[Stored data]

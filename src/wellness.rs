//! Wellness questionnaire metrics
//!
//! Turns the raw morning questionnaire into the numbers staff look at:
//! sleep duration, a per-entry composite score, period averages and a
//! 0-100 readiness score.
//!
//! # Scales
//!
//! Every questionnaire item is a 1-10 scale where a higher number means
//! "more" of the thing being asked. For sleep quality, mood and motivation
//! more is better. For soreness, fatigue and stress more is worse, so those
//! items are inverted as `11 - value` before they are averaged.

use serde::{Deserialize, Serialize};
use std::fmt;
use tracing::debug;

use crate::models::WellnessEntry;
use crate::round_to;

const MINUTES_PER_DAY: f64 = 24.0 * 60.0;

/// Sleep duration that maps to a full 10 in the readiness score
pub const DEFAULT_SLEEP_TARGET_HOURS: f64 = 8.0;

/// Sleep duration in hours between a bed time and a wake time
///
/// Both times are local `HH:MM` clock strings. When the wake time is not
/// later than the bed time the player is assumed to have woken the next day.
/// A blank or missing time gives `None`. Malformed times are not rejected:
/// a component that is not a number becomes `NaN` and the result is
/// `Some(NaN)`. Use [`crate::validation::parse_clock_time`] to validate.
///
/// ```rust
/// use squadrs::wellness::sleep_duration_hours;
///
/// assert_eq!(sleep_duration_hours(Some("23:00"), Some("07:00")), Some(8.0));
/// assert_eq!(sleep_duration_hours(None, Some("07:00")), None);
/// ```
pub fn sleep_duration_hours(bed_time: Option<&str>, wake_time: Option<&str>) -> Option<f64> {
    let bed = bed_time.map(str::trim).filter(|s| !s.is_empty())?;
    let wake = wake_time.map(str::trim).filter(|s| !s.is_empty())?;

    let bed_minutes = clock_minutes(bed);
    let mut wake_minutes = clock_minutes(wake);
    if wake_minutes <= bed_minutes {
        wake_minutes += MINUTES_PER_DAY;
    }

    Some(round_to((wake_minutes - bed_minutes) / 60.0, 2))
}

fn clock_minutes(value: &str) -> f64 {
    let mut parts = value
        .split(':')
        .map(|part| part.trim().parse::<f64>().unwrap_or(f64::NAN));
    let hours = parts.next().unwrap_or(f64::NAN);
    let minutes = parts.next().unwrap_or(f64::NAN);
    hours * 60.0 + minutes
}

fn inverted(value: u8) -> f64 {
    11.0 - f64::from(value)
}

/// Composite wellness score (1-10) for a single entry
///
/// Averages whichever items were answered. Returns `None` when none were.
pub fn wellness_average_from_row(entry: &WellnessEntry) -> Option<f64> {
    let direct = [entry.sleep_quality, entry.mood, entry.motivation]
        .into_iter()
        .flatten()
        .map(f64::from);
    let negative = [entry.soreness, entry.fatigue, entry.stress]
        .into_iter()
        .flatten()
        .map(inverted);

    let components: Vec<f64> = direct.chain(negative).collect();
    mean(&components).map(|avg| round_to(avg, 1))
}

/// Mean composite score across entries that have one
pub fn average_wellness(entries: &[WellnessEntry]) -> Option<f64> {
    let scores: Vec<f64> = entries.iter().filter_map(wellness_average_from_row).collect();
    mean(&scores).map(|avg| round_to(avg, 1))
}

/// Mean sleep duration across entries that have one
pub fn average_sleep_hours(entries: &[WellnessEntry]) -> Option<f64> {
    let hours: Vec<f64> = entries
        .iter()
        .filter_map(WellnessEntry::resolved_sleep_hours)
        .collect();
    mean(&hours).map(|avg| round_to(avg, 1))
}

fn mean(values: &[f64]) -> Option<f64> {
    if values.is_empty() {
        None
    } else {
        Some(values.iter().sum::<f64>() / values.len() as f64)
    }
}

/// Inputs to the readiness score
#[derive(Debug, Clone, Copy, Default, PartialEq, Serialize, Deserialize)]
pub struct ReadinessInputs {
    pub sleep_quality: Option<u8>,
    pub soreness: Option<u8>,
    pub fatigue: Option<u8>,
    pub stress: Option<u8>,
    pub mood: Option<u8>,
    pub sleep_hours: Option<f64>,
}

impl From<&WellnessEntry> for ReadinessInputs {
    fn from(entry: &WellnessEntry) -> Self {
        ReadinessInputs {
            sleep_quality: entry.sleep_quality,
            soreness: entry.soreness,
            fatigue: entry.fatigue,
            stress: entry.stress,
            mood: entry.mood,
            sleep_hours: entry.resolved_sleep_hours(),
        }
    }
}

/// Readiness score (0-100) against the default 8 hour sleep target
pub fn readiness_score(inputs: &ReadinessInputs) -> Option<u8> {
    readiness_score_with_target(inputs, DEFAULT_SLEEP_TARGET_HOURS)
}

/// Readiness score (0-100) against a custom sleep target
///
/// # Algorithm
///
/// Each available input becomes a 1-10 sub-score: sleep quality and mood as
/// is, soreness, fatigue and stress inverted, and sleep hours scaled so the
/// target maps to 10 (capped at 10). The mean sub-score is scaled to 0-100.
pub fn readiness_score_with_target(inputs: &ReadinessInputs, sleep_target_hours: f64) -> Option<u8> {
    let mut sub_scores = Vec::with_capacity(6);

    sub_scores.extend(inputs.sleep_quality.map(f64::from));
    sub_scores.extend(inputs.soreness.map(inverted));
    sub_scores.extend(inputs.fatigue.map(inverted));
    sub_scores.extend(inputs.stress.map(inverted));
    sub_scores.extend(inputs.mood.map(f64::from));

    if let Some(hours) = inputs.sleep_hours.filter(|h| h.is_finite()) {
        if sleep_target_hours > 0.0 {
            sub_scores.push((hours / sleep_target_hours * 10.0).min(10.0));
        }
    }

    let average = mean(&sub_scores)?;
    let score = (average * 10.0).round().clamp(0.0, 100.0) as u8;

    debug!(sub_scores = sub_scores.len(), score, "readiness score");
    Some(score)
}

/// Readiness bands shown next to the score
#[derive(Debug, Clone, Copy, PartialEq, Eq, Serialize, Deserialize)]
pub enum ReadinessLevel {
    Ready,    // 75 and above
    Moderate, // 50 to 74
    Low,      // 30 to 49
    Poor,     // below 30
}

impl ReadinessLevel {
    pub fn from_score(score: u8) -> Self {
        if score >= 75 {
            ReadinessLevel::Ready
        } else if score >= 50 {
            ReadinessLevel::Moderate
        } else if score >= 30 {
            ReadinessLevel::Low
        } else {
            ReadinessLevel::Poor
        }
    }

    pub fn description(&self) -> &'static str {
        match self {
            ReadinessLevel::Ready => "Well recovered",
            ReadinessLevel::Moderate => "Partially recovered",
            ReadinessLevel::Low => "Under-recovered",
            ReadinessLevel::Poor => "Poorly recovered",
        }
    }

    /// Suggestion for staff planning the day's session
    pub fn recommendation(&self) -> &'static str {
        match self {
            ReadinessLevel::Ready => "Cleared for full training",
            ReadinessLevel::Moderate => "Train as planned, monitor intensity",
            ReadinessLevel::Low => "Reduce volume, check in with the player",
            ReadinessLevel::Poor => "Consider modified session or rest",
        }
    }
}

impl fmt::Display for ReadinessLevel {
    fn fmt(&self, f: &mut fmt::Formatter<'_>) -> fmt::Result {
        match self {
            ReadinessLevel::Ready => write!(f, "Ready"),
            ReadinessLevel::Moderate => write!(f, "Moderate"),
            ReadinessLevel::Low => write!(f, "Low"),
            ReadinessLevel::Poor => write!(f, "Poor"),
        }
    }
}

**WHAT THE TASK REQUIRES**
Please report all lines in the entries where "direct" appears.

**YOUR RESPONSE**
    let direct = [entry.sleep_quality, entry.mood, entry.motivation]
    let components: Vec<f64> = direct.chain(negative).collect();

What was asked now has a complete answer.